▸ **WHAT IS REQUIRED**
For this exercise, please find the lines in the entries that include the word "targets" and copy them.

▸ **DATA UNDER STUDY**

/// Errors raised by the stitching pipeline. Both variants are fatal: the
/// pipeline never returns partial output.
#[derive(Debug, thiserror::Error)]
pub enum StitchError {
    #[error("Invalid prediction stream: {0}")]
    InvalidPredictionStream(String),

    #[error("Label mapping error: label '{label}' missing from prediction {prediction}")]
    LabelMapping { label: String, prediction: String },
}

pub type Result<T> = std::result::Result<T, StitchError>;
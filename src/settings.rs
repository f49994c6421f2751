use anyhow::{Context, Result};
use std::{fs, path::Path};

use crate::stitching::StitcherConfig;

/// Read a JSON stitcher config. Fields that are left out take their
/// defaults.
pub fn load_config(path: &Path) -> Result<StitcherConfig> {
    let contents = fs::read_to_string(path)
        .with_context(|| format!("Failed to read stitcher config from {}", path.display()))?;
    serde_json::from_str(&contents)
        .with_context(|| format!("Failed to parse stitcher config in {}", path.display()))
}

pub fn save_config(path: &Path, config: &StitcherConfig) -> Result<()> {
    let serialized = serde_json::to_string_pretty(config)?;
    fs::write(path, serialized)
        .with_context(|| format!("Failed to write stitcher config to {}", path.display()))
}
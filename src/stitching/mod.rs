pub mod algorithm;
pub mod collect;
pub mod config;
pub mod filter;
pub mod overlap;
pub mod rebin;
pub mod representatives;

pub use algorithm::{create_timeframes, validate_predictions, Stitcher};
pub use config::{default_label_mapping, LabelMapping, StitcherConfig, StitcherParameters};
//! Records exchanged with whatever layer reads predictions and writes
//! time frames.

use serde::{Deserialize, Serialize};

use crate::models::{Classification, TimeFrame};

pub const TIME_UNIT: &str = "milliseconds";

#[derive(Debug, Clone, Serialize, Deserialize)]
#[serde(rename_all = "camelCase")]
pub struct PredictionRecord {
    pub id: String,
    pub source_id: String,
    pub time_point: i64,
    #[serde(default)]
    pub label: Option<String>,
    pub classification: Classification,
}

#[derive(Debug, Clone, PartialEq, Serialize, Deserialize)]
#[serde(rename_all = "camelCase")]
pub struct TimeFrameRecord {
    pub label: String,
    pub score: f64,
    pub start: i64,
    pub end: i64,
    pub targets: Vec<String>,
    pub representatives: Vec<String>,
    /// `<sourceId>:<id>` for every target.
    pub target_refs: Vec<String>,
}

impl From<&TimeFrame> for TimeFrameRecord {
    fn from(frame: &TimeFrame) -> Self {
        Self {
            label: frame.label().to_string(),
            score: frame.score(),
            start: frame.start(),
            end: frame.end(),
            targets: frame.targets().iter().map(|p| p.id.clone()).collect(),
            representatives: frame
                .representative_predictions()
                .into_iter()
                .map(|p| p.id.clone())
                .collect(),
            target_refs: frame.targets().iter().map(|p| p.reference()).collect(),
        }
    }
}

#[derive(Debug, Clone, PartialEq, Serialize, Deserialize)]
#[serde(rename_all = "camelCase")]
pub struct StitchOutput {
    pub time_unit: String,
    pub labelset: Vec<String>,
    pub timeframes: Vec<TimeFrameRecord>,
}

impl StitchOutput {
    pub fn new(labelset: Vec<String>, frames: &[TimeFrame]) -> Self {
        Self {
            time_unit: TIME_UNIT.to_string(),
            labelset,
            timeframes: frames.iter().map(TimeFrameRecord::from).collect(),
        }
    }
}
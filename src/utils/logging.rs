//! Logging macros gated by a module-level `ENABLE_LOGS` flag.
//!
//! Usage:
//! ```ignore
//! // In your module, define the flag first:
//! const ENABLE_LOGS: bool = true;
//!
//! // Then use the macros (they're exported at the crate root):
//! use crate::{log_debug, log_info, log_warn};
//!
//! log_debug!("Filtered frames ({})", frames.len());
//! ```

/// Debug-level logging, skipped when the calling module sets
/// `ENABLE_LOGS` to false.
#[macro_export]
macro_rules! log_debug {
    ($($arg:tt)*) => {
        if ENABLE_LOGS {
            log::debug!($($arg)*);
        }
    };
}

/// Info-level logging, skipped when the calling module sets
/// `ENABLE_LOGS` to false.
#[macro_export]
macro_rules! log_info {
    ($($arg:tt)*) => {
        if ENABLE_LOGS {
            log::info!($($arg)*);
        }
    };
}

/// Warn-level logging, skipped when the calling module sets
/// `ENABLE_LOGS` to false.
#[macro_export]
macro_rules! log_warn {
    ($($arg:tt)*) => {
        if ENABLE_LOGS {
            log::warn!($($arg)*);
        }
    };
}
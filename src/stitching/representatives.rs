use crate::models::TimeFrame;
use crate::stitching::config::StitcherConfig;

/// Pick the representative timepoints of a frame.
///
/// Static frames get their single highest scoring timepoint (first one on
/// ties). Other frames drop the below-average timepoints and keep every
/// `representative_stride`-th of the rest, starting with the first.
pub fn select_representatives(frame: &TimeFrame, config: &StitcherConfig) -> Vec<i64> {
    let pairs = frame.timepoints().zip(frame.scores().iter().copied());

    if config.is_static(frame.label()) {
        let mut best: Option<(i64, f64)> = None;
        for (timepoint, score) in pairs {
            if best.map_or(true, |(_, best_score)| score > best_score) {
                best = Some((timepoint, score));
            }
        }
        best.map(|(timepoint, _)| vec![timepoint]).unwrap_or_default()
    } else {
        let average = frame.score();
        pairs
            .filter(|(_, score)| *score >= average)
            .step_by(config.representative_stride.max(1))
            .map(|(timepoint, _)| timepoint)
            .collect()
    }
}

pub fn set_representatives(frames: &mut [TimeFrame], config: &StitcherConfig) {
    for frame in frames.iter_mut() {
        let representatives = select_representatives(frame, config);
        frame.set_representatives(representatives);
    }
}
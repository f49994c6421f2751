use std::collections::HashSet;

use crate::models::TimeFrame;

/// Greedily keep the highest scoring frames such that no two kept frames
/// share a timepoint. A frame that touches any claimed timepoint is dropped
/// entirely. Frames with equal scores keep their relative order.
///
/// Frames whose spans overlap without sharing an exact timepoint can both
/// survive.
pub fn remove_overlapping_timeframes(mut timeframes: Vec<TimeFrame>) -> Vec<TimeFrame> {
    // sort_by is stable
    timeframes.sort_by(|a, b| b.score().total_cmp(&a.score()));

    let mut claimed: HashSet<i64> = HashSet::new();
    let mut final_frames = Vec::new();

    for frame in timeframes {
        if is_claimed(&frame, &claimed) {
            continue;
        }
        claimed.extend(frame.timepoints());
        final_frames.push(frame);
    }

    final_frames
}

fn is_claimed(frame: &TimeFrame, claimed: &HashSet<i64>) -> bool {
    frame.timepoints().any(|tp| claimed.contains(&tp))
}
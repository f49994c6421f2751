use std::sync::Arc;

use crate::models::{OpenFrame, Prediction, TimeFrame};
use crate::stitching::config::StitcherConfig;

/// Find runs of predictions for every label where each prediction scores at
/// least `min_frame_score` for that label. Labels are tracked independently,
/// so one timepoint may sit in several candidate frames. Runs with a single
/// prediction are dropped.
pub fn collect_timeframes(
    predictions: &[Arc<Prediction>],
    config: &StitcherConfig,
) -> Vec<TimeFrame> {
    let Some(first) = predictions.first() else {
        return Vec::new();
    };

    // One slot per label, emptied in place whenever its run breaks
    let mut open_frames: Vec<OpenFrame> = first.labels().map(OpenFrame::new).collect();
    let mut timeframes = Vec::new();

    for prediction in predictions {
        for open in open_frames.iter_mut() {
            let score = prediction.score_for_label(open.label());
            match score {
                Some(score) if score >= config.min_frame_score => {
                    open.add_prediction(prediction, score);
                }
                _ => timeframes.extend(open.close()),
            }
        }
    }

    for open in open_frames.iter_mut() {
        timeframes.extend(open.close());
    }

    timeframes.retain(|tf| tf.len() > 1);
    timeframes
}
//! C ABI surface of the `aurora_client_jni` shared library.

use crate::config::Config;
use crate::core::service::AuroraService;
use crate::utils::error::Result;
use crate::utils::logger;
use crate::utils::validation::Validate;
use std::any::Any;
use std::panic::{self, AssertUnwindSafe};

/// Entry point resolved by the launcher (`void runService(void)`).
///
/// Neither errors nor panics cross this boundary: both are logged and the
/// function returns.
#[no_mangle]
#[allow(non_snake_case)]
pub extern "C" fn runService() {
    let outcome = panic::catch_unwind(AssertUnwindSafe(run_service));
    match outcome {
        Ok(Ok(())) => {}
        Ok(Err(e)) => {
            tracing::error!(
                "❌ Service failed: {} (Category: {:?}, Severity: {:?})",
                e,
                e.category(),
                e.severity()
            );
            tracing::error!("💡 Recovery suggestion: {}", e.recovery_suggestion());
            eprintln!("❌ {}", e.user_friendly_message());
        }
        Err(payload) => {
            let message = panic_message(payload.as_ref());
            tracing::error!("💥 Service panicked: {}", message);
            eprintln!("💥 Service panicked: {}", message);
        }
    }
}

/// Loads the configuration and runs the service to completion on a
/// current-thread runtime.
pub fn run_service() -> Result<()> {
    let path = Config::default_path();
    let config = match Config::from_file(&path).and_then(|c| c.validate().map(|_| c)) {
        Ok(config) => config,
        Err(e) => {
            logger::init_cli_logger(false);
            tracing::error!("❌ Failed to load {}: {}", path.display(), e);
            return Err(e);
        }
    };

    logger::init_from_config(config.logging.as_ref(), false);
    tracing::info!("📁 Configuration loaded from {}", path.display());

    let runtime = tokio::runtime::Builder::new_current_thread()
        .enable_all()
        .build()?;
    let service = AuroraService::new(config)?;
    runtime.block_on(service.run())
}

fn panic_message(payload: &(dyn Any + Send)) -> String {
    if let Some(s) = payload.downcast_ref::<&str>() {
        (*s).to_string()
    } else if let Some(s) = payload.downcast_ref::<String>() {
        s.clone()
    } else {
        "unknown panic payload".to_string()
    }
}
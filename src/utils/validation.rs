use crate::utils::error::{AuroraError, Result};
use url::Url;

pub trait Validate {
    fn validate(&self) -> Result<()>;
}

pub fn validate_url(field_name: &str, url_str: &str) -> Result<()> {
    if url_str.is_empty() {
        return Err(AuroraError::InvalidConfigValueError {
            field: field_name.to_string(),
            value: url_str.to_string(),
            reason: "URL cannot be empty".to_string(),
        });
    }

    match Url::parse(url_str) {
        Ok(url) => match url.scheme() {
            "http" | "https" => Ok(()),
            scheme => Err(AuroraError::InvalidConfigValueError {
                field: field_name.to_string(),
                value: url_str.to_string(),
                reason: format!("Unsupported URL scheme: {}", scheme),
            }),
        },
        Err(e) => Err(AuroraError::InvalidConfigValueError {
            field: field_name.to_string(),
            value: url_str.to_string(),
            reason: format!("Invalid URL format: {}", e),
        }),
    }
}

pub fn validate_positive_number(field_name: &str, value: u64, min_value: u64) -> Result<()> {
    if value < min_value {
        return Err(AuroraError::InvalidConfigValueError {
            field: field_name.to_string(),
            value: value.to_string(),
            reason: format!("Value must be at least {}", min_value),
        });
    }
    Ok(())
}

pub fn validate_non_empty_string(field_name: &str, value: &str) -> Result<()> {
    if value.trim().is_empty() {
        return Err(AuroraError::InvalidConfigValueError {
            field: field_name.to_string(),
            value: value.to_string(),
            reason: "Value cannot be empty or whitespace-only".to_string(),
        });
    }
    Ok(())
}

/// Rejects values that still carry an unresolved `${VAR}` placeholder.
pub fn validate_resolved(field_name: &str, value: &str) -> Result<()> {
    if value.contains("${") {
        return Err(AuroraError::MissingConfigError {
            field: format!("{} (environment variable in '{}' is not set)", field_name, value),
        });
    }
    Ok(())
}

pub fn validate_range<T: PartialOrd + std::fmt::Display + Copy>(
    field_name: &str,
    value: T,
    min: T,
    max: T,
) -> Result<()> {
    // NaN fails both comparisons, so check containment rather than exclusion
    if !(value >= min && value <= max) {
        return Err(AuroraError::InvalidConfigValueError {
            field: field_name.to_string(),
            value: value.to_string(),
            reason: format!("Value must be between {} and {}", min, max),
        });
    }
    Ok(())
}
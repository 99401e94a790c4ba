use aurora_client_jni::launcher::{self, DynamicLoader, Launcher, LauncherState, MODULE_NAME};
use aurora_client_jni::AuroraError;
use std::env::consts::{DLL_PREFIX, DLL_SUFFIX};
use std::path::{Path, PathBuf};
use std::process::Command;

#[test]
fn test_missing_module_exits_non_zero() {
    let launcher = Launcher::new(DynamicLoader::with_search_dirs(Vec::new()));

    let code = launcher::launch(&launcher, "does_not_exist");

    assert_ne!(code, 0);
    assert_eq!(code, 2);
    assert_eq!(launcher.state(), LauncherState::Unloaded);
}

#[test]
fn test_global_launcher_bootstraps_once() {
    let launcher = launcher::global();

    let first = launcher.bootstrap("does_not_exist").unwrap_err();
    assert!(matches!(first, AuroraError::ModuleLoadError { .. }));

    // 第二次啟動一律拒絕，也不會再嘗試載入
    let second = launcher.bootstrap(MODULE_NAME).unwrap_err();
    assert!(matches!(second, AuroraError::AlreadyBootstrapped));
    assert_eq!(second.exit_code(), 4);
    assert_eq!(launcher.state(), LauncherState::Unloaded);
}

/// Finds the cdylib cargo built for this test run. `cargo test` leaves it in
/// `deps/`, possibly with a hash in the file name.
fn built_native_module(bin_dir: &Path) -> Option<PathBuf> {
    let filename = libloading::library_filename(MODULE_NAME);
    let deps = bin_dir.join("deps");

    for dir in [bin_dir, deps.as_path()] {
        let candidate = dir.join(&filename);
        if candidate.is_file() {
            return Some(candidate);
        }
    }

    let prefix = format!("{}{}-", DLL_PREFIX, MODULE_NAME);
    std::fs::read_dir(&deps)
        .ok()?
        .filter_map(|entry| entry.ok())
        .map(|entry| entry.path())
        .filter(|path| {
            path.file_name()
                .and_then(|n| n.to_str())
                .is_some_and(|n| n.starts_with(&prefix) && n.ends_with(DLL_SUFFIX))
        })
        .max_by_key(|path| std::fs::metadata(path).and_then(|m| m.modified()).ok())
}

fn loader_path_var() -> &'static str {
    if cfg!(target_os = "windows") {
        "PATH"
    } else if cfg!(target_os = "macos") {
        "DYLD_LIBRARY_PATH"
    } else {
        "LD_LIBRARY_PATH"
    }
}

#[test]
fn test_launcher_binary_calls_into_native_module() {
    let exe = Path::new(env!("CARGO_BIN_EXE_aurora-launcher"));
    let bin_dir = exe.parent().unwrap();
    let built = built_native_module(bin_dir).unwrap_or_else(|| {
        panic!(
            "{} was not built in {} or its deps/",
            libloading::library_filename(MODULE_NAME).to_string_lossy(),
            bin_dir.display()
        )
    });

    // 以標準檔名放到暫存目錄，並交給平台載入器搜尋
    let lib_dir = tempfile::TempDir::new().unwrap();
    let installed = lib_dir.path().join(libloading::library_filename(MODULE_NAME));
    std::fs::copy(&built, &installed).unwrap();
    let mut search_path = vec![lib_dir.path().to_path_buf()];
    if let Some(existing) = std::env::var_os(loader_path_var()) {
        search_path.extend(std::env::split_paths(&existing));
    }
    let search_path = std::env::join_paths(search_path).unwrap();

    let output = Command::new(exe)
        .arg("--ignored-flag")
        .arg("positional")
        .env(loader_path_var(), search_path)
        .env("AURORA_CONFIG", lib_dir.path().join("missing.toml"))
        .env("RUST_LOG", "aurora_client_jni=info")
        .output()
        .unwrap();

    // runService 回報設定錯誤後正常返回，啟動器以 0 結束
    let stderr = String::from_utf8_lossy(&output.stderr);
    assert_eq!(output.status.code(), Some(0), "stderr: {}", stderr);
    assert!(stderr.contains("missing.toml"), "stderr: {}", stderr);
    assert!(!stderr.contains("Could not start the service"), "stderr: {}", stderr);
}
// Adapters layer: concrete implementations of the domain ports.

pub mod inverter;
pub mod pvoutput;

pub use inverter::AuroraClient;
pub use pvoutput::PvOutputUploader;
use crate::domain::model::{Reading, UploadOutcome};
use crate::utils::error::Result;
use async_trait::async_trait;

/// Source of `(daily energy Wh, input 1 voltage V)` pairs.
#[async_trait]
pub trait Inverter: Send {
    async fn read_pair(&mut self, address: u8) -> Result<(u32, f32)>;
}

#[async_trait]
pub trait StatusUploader: Send + Sync {
    async fn upload(&self, reading: &Reading) -> Result<UploadOutcome>;
}
use std::time::Duration;
use tokio::time::Instant;

/// Spaces readings `delay` apart, letting the first `burst` through at once
/// so a fresh session reports immediately.
#[derive(Debug)]
pub struct RateLimiter {
    delay: Duration,
    burst: u64,
    last: Option<Instant>,
}

impl RateLimiter {
    pub fn new(delay: Duration, burst: u64) -> Self {
        Self {
            delay,
            burst,
            last: None,
        }
    }

    pub async fn ready(&mut self) {
        if self.burst > 0 {
            self.burst -= 1;
        } else {
            let deadline = match self.last {
                Some(last) => last + self.delay,
                None => Instant::now() + self.delay,
            };
            tokio::time::sleep_until(deadline).await;
        }
        self.last = Some(Instant::now());
    }
}

#[cfg(test)]
mod tests {
    use super::*;

    #[tokio::test]
    async fn test_burst_is_not_delayed() {
        let mut limiter = RateLimiter::new(Duration::from_secs(60), 2);
        let start = Instant::now();
        limiter.ready().await;
        limiter.ready().await;
        assert!(start.elapsed() < Duration::from_secs(1));
    }

    #[tokio::test]
    async fn test_spacing_after_burst() {
        let delay = Duration::from_millis(40);
        let mut limiter = RateLimiter::new(delay, 1);
        let start = Instant::now();

        limiter.ready().await;
        limiter.ready().await;
        limiter.ready().await;

        assert!(start.elapsed() >= delay * 2);
    }
}
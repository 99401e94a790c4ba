use crate::domain::ports::Inverter;
use crate::protocol::{
    CumulativePeriod, MeasurementType, Request, Response, ResponseFrame, RESPONSE_LEN,
};
use crate::utils::error::{AuroraError, Result};
use async_trait::async_trait;
use std::net::SocketAddr;
use std::time::Duration;
use tokio::io::{AsyncRead, AsyncReadExt, AsyncWrite, AsyncWriteExt};
use tokio::net::TcpStream;

/// Request/response client for one Aurora bus, reached through any byte stream.
pub struct AuroraClient<S> {
    stream: S,
    request_timeout: Duration,
}

impl AuroraClient<TcpStream> {
    /// 連線到 TCP-serial 橋接器
    pub async fn connect(addr: SocketAddr, request_timeout: Duration) -> Result<Self> {
        let stream = tokio::time::timeout(request_timeout, TcpStream::connect(addr))
            .await
            .map_err(|_| AuroraError::TimeoutError {
                operation: format!("connection to {}", addr),
                seconds: request_timeout.as_secs_f64(),
            })??;
        stream.set_nodelay(true)?;
        tracing::info!("🔌 Connected to serial bridge at {}", addr);
        Ok(Self::new(stream, request_timeout))
    }
}

impl<S> AuroraClient<S>
where
    S: AsyncRead + AsyncWrite + Unpin + Send,
{
    pub fn new(stream: S, request_timeout: Duration) -> Self {
        Self {
            stream,
            request_timeout,
        }
    }

    pub async fn call(&mut self, address: u8, request: Request) -> Result<Response> {
        let frame = request.encode(address);
        tracing::debug!("➡️ {:?} to inverter {}: {:02x?}", request, address, frame);

        let mut buf = [0u8; RESPONSE_LEN];
        let exchange = async {
            self.stream.write_all(&frame).await?;
            self.stream.flush().await?;
            self.stream.read_exact(&mut buf).await?;
            Ok::<_, std::io::Error>(())
        };

        tokio::time::timeout(self.request_timeout, exchange)
            .await
            .map_err(|_| AuroraError::TimeoutError {
                operation: format!("response to command {}", request.command()),
                seconds: self.request_timeout.as_secs_f64(),
            })??;

        tracing::debug!("⬅️ {:02x?}", buf);
        let response = ResponseFrame::decode(&buf)?;
        request.interpret(&response)
    }

    pub fn into_inner(self) -> S {
        self.stream
    }
}

#[async_trait]
impl<S> Inverter for AuroraClient<S>
where
    S: AsyncRead + AsyncWrite + Unpin + Send,
{
    async fn read_pair(&mut self, address: u8) -> Result<(u32, f32)> {
        let energy = self
            .call(address, Request::CumulativeEnergy(CumulativePeriod::Daily))
            .await?;
        let voltage = self
            .call(
                address,
                Request::Measure {
                    kind: MeasurementType::Input1Voltage,
                    global: true,
                },
            )
            .await?;

        match (energy, voltage) {
            (Response::CumulativeEnergy { value, .. }, Response::Measure { value: volts, .. }) => {
                Ok((value, volts))
            }
            other => Err(AuroraError::ProtocolError {
                message: format!("unexpected response pair: {:?}", other),
            }),
        }
    }
}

▸ **EXERCISE RESULT**
    pub targets: Vec<String>,
            targets: frame.targets().iter().map(|p| p.id.clone()).collect(),
            target_refs: frame.targets().iter().map(|p| p.reference()).collect(),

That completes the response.